To illustrate the interdependence of all these skill sets, consider the following scenario. Imagine that you want to tell a friend about a great movie you saw over the weekend. Before you can even begin to use your language skills to verbally describe the plot, conflict, or characters, you must use your cognitive skills to pay attention to the movie, remember people and places shown in the movie, and remember the order of the events that occurred in the movie. Further, to communicate effectively and have a productive conversation with your friend, you will need to use your emotional skills to accurately “read” your friend’s reactions to your story. You must also use your social skills to follow the “rules” for holding a conversation.
Allow me to drive home the key role that language skills play in our overall development: language skills allow us to put our thoughts into words (cognitive skills), to put words to our emotions (emotional skills), and to communicate these thoughts and emotions to the people we encounter daily (social skills).
Social skills and language skills are interrelated. Language acts as a way for a child to connect with the world. She not only says certain words but also chooses specific phrases to say to certain people and uses certain facial expressions and hand gestures. It’s here that the clear distinction can be made between the language of a typically developing child and that of a child with autism.
Even if an autistic child knows how to say the words that make up sentences, her speech is rarely accompanied by nonverbal social cues, such as facial expression, eye contact, or body gestures. Many people find this gap between speech and manner rather awkward and unsettling. Sadly, this often results in an autistic person being cast out from the wider social world.
It’s important to make sure that children with autism not only learn how to use language for expressing their thoughts and feelings, but also how to use it appropriately in a pragmatic way to start conversations, maintain and shift topics, ask questions, and comment on others’ statements, if they do, they’re far more likely to benefit from social skills training. This training is successful when the child starts using language effectively to develop friendships and engage in social activities, such as talking to friends on the phone or participating in extra-curricular activities.

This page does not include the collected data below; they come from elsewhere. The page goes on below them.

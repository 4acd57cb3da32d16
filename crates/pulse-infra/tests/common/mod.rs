#![allow(dead_code)]

use std::sync::Arc;
use std::sync::atomic::{AtomicUsize, Ordering};

use async_trait::async_trait;
use chrono::{DateTime, TimeZone, Utc};
use tokio::sync::Notify;

use pulse_core::domain::{Actor, Post, User, UserRole};
use pulse_core::ports::{BaseRepository, ManualClock, PostPublisher, PublishError};
use pulse_infra::InMemoryUserRepository;

pub fn start_time() -> DateTime<Utc> {
    Utc.with_ymd_and_hms(2025, 3, 3, 9, 0, 0).unwrap()
}

pub fn clock() -> Arc<ManualClock> {
    Arc::new(ManualClock::new(start_time()))
}

pub async fn register(users: &InMemoryUserRepository, username: &str, role: UserRole) -> Actor {
    let user = User::new(
        format!("{username}@example.com"),
        username.to_string(),
        Some(format!("{username} tester")),
        "hash".to_string(),
        role,
    );
    let stored = users.insert(user).await.unwrap();
    Actor::new(stored.id, stored.role)
}

/// Publisher that succeeds immediately and counts calls.
#[derive(Default)]
pub struct CountingPublisher {
    pub calls: AtomicUsize,
}

#[async_trait]
impl PostPublisher for CountingPublisher {
    async fn publish(&self, post: &Post) -> Result<String, PublishError> {
        self.calls.fetch_add(1, Ordering::SeqCst);
        Ok(format!("linkedin_{}", post.id))
    }
}

/// Publisher whose gateway is always down.
#[derive(Default)]
pub struct FailingPublisher;

#[async_trait]
impl PostPublisher for FailingPublisher {
    async fn publish(&self, _post: &Post) -> Result<String, PublishError> {
        Err(PublishError::Unavailable("connection refused".to_string()))
    }
}

/// Publisher that signals `started` and then blocks until `release`.
#[derive(Default)]
pub struct GatedPublisher {
    pub started: Notify,
    pub release: Notify,
}

#[async_trait]
impl PostPublisher for GatedPublisher {
    async fn publish(&self, post: &Post) -> Result<String, PublishError> {
        self.started.notify_one();
        self.release.notified().await;
        Ok(format!("linkedin_{}", post.id))
    }
}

It is rare to learn a new language for the sole purpose of reading its literature; it is much more common to acquire a new language to converse with people from other cultures. Language powerfully influences which people we socialize with and how we do so. Therefore, children whose social skills are impaired should be taught how to use language in pragmatic ways to benefit from such training. To be accepted in relevant social groups and have friends require more than a collection of certain socially positive behaviors. To be socially successful, one must have adequate emotional, cognitive, and communication skills.